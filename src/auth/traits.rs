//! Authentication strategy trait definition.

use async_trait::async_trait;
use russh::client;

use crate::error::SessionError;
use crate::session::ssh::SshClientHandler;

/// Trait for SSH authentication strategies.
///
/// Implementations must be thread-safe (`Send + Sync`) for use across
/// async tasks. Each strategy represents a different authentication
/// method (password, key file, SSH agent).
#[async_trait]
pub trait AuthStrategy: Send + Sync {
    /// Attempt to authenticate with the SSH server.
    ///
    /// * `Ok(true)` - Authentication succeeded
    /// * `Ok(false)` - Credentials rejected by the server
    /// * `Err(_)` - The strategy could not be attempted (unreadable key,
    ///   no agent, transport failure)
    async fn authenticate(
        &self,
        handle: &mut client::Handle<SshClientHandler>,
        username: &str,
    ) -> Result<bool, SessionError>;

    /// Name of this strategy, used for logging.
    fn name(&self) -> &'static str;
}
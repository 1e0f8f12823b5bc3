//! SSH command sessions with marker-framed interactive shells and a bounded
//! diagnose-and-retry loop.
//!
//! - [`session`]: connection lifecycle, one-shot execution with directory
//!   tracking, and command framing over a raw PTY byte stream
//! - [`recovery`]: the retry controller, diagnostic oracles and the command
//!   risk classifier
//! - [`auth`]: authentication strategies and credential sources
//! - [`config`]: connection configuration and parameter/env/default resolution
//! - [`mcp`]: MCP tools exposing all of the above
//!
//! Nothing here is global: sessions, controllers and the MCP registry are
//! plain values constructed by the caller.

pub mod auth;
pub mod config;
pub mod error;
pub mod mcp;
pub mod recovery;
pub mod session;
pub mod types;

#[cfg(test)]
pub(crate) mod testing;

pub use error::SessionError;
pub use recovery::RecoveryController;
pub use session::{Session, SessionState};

● ● ● ● ●

▶ **WORK TO COMPLETE**
The records above must be transcribed in full, word for word.

▶ **WRITTEN RESPONSE**
filename src/auth/traits.rs
//! Authentication strategy trait definition.

use async_trait::async_trait;
use russh::client;

use crate::error::SessionError;
use crate::session::ssh::SshClientHandler;

/// Trait for SSH authentication strategies.
///
/// Implementations must be thread-safe (`Send + Sync`) for use across
/// async tasks. Each strategy represents a different authentication
/// method (password, key file, SSH agent).
#[async_trait]
pub trait AuthStrategy: Send + Sync {
    /// Attempt to authenticate with the SSH server.
    ///
    /// * `Ok(true)` - Authentication succeeded
    /// * `Ok(false)` - Credentials rejected by the server
    /// * `Err(_)` - The strategy could not be attempted (unreadable key,
    ///   no agent, transport failure)
    async fn authenticate(
        &self,
        handle: &mut client::Handle<SshClientHandler>,
        username: &str,
    ) -> Result<bool, SessionError>;

    /// Name of this strategy, used for logging.
    fn name(&self) -> &'static str;
}
repository 1e0f8f12823b5bc3
//! SSH command sessions with marker-framed interactive shells and a bounded
//! diagnose-and-retry loop.
//!
//! - [`session`]: connection lifecycle, one-shot execution with directory
//!   tracking, and command framing over a raw PTY byte stream
//! - [`recovery`]: the retry controller, diagnostic oracles and the command
//!   risk classifier
//! - [`auth`]: authentication strategies and credential sources
//! - [`config`]: connection configuration and parameter/env/default resolution
//! - [`mcp`]: MCP tools exposing all of the above
//!
//! Nothing here is global: sessions, controllers and the MCP registry are
//! plain values constructed by the caller.

pub mod auth;
pub mod config;
pub mod error;
pub mod mcp;
pub mod recovery;
pub mod session;
pub mod types;

#[cfg(test)]
pub(crate) mod testing;

pub use error::SessionError;
pub use recovery::RecoveryController;
pub use session::{Session, SessionState};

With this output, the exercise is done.